Two‐dimensional Echocardiographic Studies during Sustained Ventricular Tachycardia

Abstract
We evaluated left ventricular function in patients with recurrent sustained ventricular tachycardia (VT) using two‐dimensional echocardiography (2DE). Thirteen patients, 11 men and 2 women, age range 42–77 (mean 62 ± 12) years were studied in sinus rhythm (SR) and immediately after VT induction. 2DE parameters analyzed included wall motion, mitral valve leaflet motion, and ejection fraction (EF). In SR, 21 segments/walls in 12 patients showed wall motion abnormalities (WMA) ranging from hypokinesis to dyskinesis and one patient had generalized LV hypokinesis. In VT, new WMA were noted in 2 patients. Thirteen segments/walls in 8 patients showed further worsening of pre‐existing WMA. In 1 patient there was worsening of generalized LV hypokinesis. Three patients showed apparent improvement in pre‐existing WMA during VT. In 2 patients large apical aneurysms showed a reduction of dyskinesis in VT. Mitral valve opening was intermittent in patients with shorter VT cycle lengths and was maximal when atrial systole preceded or coincided with ventricular depolarization.

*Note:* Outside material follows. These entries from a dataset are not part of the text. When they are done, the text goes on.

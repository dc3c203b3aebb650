//! Avatar streaming SDK boundary.
//!
//! The remote avatar service (media negotiation, STT, rendering, LLM replies)
//! sits behind these traits. The session engine only ever talks to an
//! [`AvatarSdk`] and the [`AvatarHandle`]s it hands out.

pub mod mock;

use std::sync::Arc;

use anyhow::Result;
use async_trait::async_trait;
use serde::{Deserialize, Serialize};
use thiserror::Error;
use tokio::sync::mpsc;

use crate::config::{SessionConfig, TaskType};
use crate::credential::Credential;

// ── Events ───────────────────────────────────────────────────────

/// Opaque descriptor of the remote media stream, bound to a video sink.
#[derive(Debug, Clone, PartialEq, Eq, Serialize, Deserialize)]
pub struct MediaStream {
    pub id: String,
}

#[derive(Debug, Clone, Copy, PartialEq, Eq, Serialize, Deserialize)]
#[serde(rename_all = "snake_case")]
pub enum ConnectionQuality {
    Good,
    Bad,
    Unknown,
}

/// Events emitted by an avatar session, delivered in emission order.
#[derive(Debug, Clone, PartialEq, Deserialize)]
#[serde(tag = "type", rename_all = "snake_case")]
pub enum SdkEvent {
    /// Media is flowing; the session is usable.
    StreamReady { stream: MediaStream },
    StreamDisconnected,
    AvatarStartTalking,
    AvatarStopTalking,
    /// User speech onset.
    UserStart,
    /// User speech offset.
    UserStop,
    /// Streamed transcript chunk of the current user turn.
    UserTalkingFragment { text: String },
    /// The user finished their turn.
    UserEndOfTurn,
    ConnectionQualityChanged { quality: ConnectionQuality },
}

// ── Requests ─────────────────────────────────────────────────────

#[derive(Debug, Clone, PartialEq, Eq, Serialize)]
pub struct SpeakRequest {
    pub text: String,
    pub task_type: TaskType,
}

#[derive(Debug, Clone, Default, PartialEq, Eq, Serialize)]
pub struct VoiceChatOptions {
    pub use_silence_prompt: bool,
    /// Microphone track feeding the voice chat.
    pub input_track: Option<String>,
}

/// Typed SDK failures the engine reacts to specifically.
#[derive(Error, Debug, Clone, PartialEq, Eq)]
pub enum SdkError {
    #[error("a session is already active")]
    SessionAlreadyActive,

    #[error("session has been closed")]
    SessionClosed,
}

/// `true` if any error in the chain is [`SdkError::SessionAlreadyActive`].
pub fn is_session_already_active(err: &anyhow::Error) -> bool {
    err.chain()
        .any(|cause| cause.downcast_ref::<SdkError>() == Some(&SdkError::SessionAlreadyActive))
}

// ── Traits ───────────────────────────────────────────────────────

/// A live avatar session.
#[async_trait]
pub trait AvatarHandle: Send + Sync {
    /// Provider-side session identifier.
    fn session_id(&self) -> &str;

    async fn start(&self, config: &SessionConfig) -> Result<()>;

    async fn stop(&self) -> Result<()>;

    async fn start_listening(&self) -> Result<()>;

    async fn stop_listening(&self) -> Result<()>;

    async fn start_voice_chat(&self, options: VoiceChatOptions) -> Result<()>;

    async fn close_voice_chat(&self) -> Result<()>;

    async fn speak(&self, request: SpeakRequest) -> Result<()>;

    async fn keep_alive(&self) -> Result<()>;

    async fn mute_input_audio(&self) -> Result<()>;

    async fn unmute_input_audio(&self) -> Result<()>;

    async fn interrupt(&self) -> Result<()>;
}

/// A freshly initialized session: the handle plus its event stream.
pub struct SdkSession {
    pub handle: Arc<dyn AvatarHandle>,
    pub events: mpsc::UnboundedReceiver<SdkEvent>,
}

/// Factory for avatar sessions.
#[async_trait]
pub trait AvatarSdk: Send + Sync {
    /// Create a session handle authorized by `credential`.
    async fn initialize(&self, credential: &Credential) -> Result<SdkSession>;

    /// Human-readable SDK name.
    fn name(&self) -> &str;
}

// ── Local media ──────────────────────────────────────────────────

/// An acquired microphone track. Must be stopped to release the device.
pub trait MicrophoneTrack: Send + Sync {
    fn id(&self) -> &str;

    /// Release the device. Calling it again is a no-op.
    fn stop(&mut self);
}

#[async_trait]
pub trait Microphone: Send + Sync {
    async fn acquire(&self) -> Result<Box<dyn MicrophoneTrack>>;
}

/// Video surface the remote stream is bound to. Also exposes the playback
/// clock the freeze detector polls.
#[cfg_attr(test, mockall::automock)]
pub trait MediaSink: Send + Sync {
    fn attach(&self, stream: &MediaStream);

    fn detach(&self);

    /// Current playback position in seconds, `None` when nothing is bound.
    fn playback_position(&self) -> Option<f64>;

    fn is_paused(&self) -> bool;
}
//! Non-waiting re-entrancy guard backed by a single-permit tokio Semaphore.
//!
//! Used around `start()` and around each recovery tier: a second caller that
//! arrives while an operation is in flight is turned away instead of queued.

use std::sync::Arc;
use tokio::sync::{OwnedSemaphorePermit, Semaphore};

/// A single-permit guard. Holding the returned [`GuardPermit`] marks the
/// guarded operation as in flight; dropping it releases the guard.
#[derive(Clone)]
pub struct ReentrancyGuard {
    name: &'static str,
    semaphore: Arc<Semaphore>,
}

/// Proof that the guarded operation is in flight. Owned, so it can move
/// into a spawned task.
#[derive(Debug)]
pub struct GuardPermit {
    _permit: OwnedSemaphorePermit,
}

impl ReentrancyGuard {
    pub fn new(name: &'static str) -> Self {
        Self {
            name,
            semaphore: Arc::new(Semaphore::new(1)),
        }
    }

    /// Returns `None` (and logs) if the operation is already in flight.
    pub fn try_enter(&self) -> Option<GuardPermit> {
        match self.semaphore.clone().try_acquire_owned() {
            Ok(permit) => Some(GuardPermit { _permit: permit }),
            Err(_) => {
                tracing::debug!(guard = self.name, "Operation already in flight, ignoring");
                None
            }
        }
    }
}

Doppler echocardiography in 1 patient confirmed the pattern of intermittent mitral flow, with greatest flow occurring when mitral valve opening occurred well before the QRS peak. In 5 patients, 2DE permitted EF measurements. EF in SR ranged from 24–56% (mean 36 ± 13), decreased to 6–33% (mean 21 ± 11) within the first ten beats of VT and 6–25% (mean 19 ± 8) after twenty beats of VT. EF decreased more in patients with shorter VT cycles as compared to those with longer VT cycle lengths. We conclude: 1) 2DE is feasible during clinical electrophysiologic studies for sustained VT and may be a useful adjunct in studying the physiologic impact of VT; 2) WMA generally worsens during VT but can appear less evident due to declining systolic function in adjacent viable myocardium; 3) VT cycle length is a major determinant of hemodynamic compromise and atrial systole may contribute to cardiac output at slow VT rates.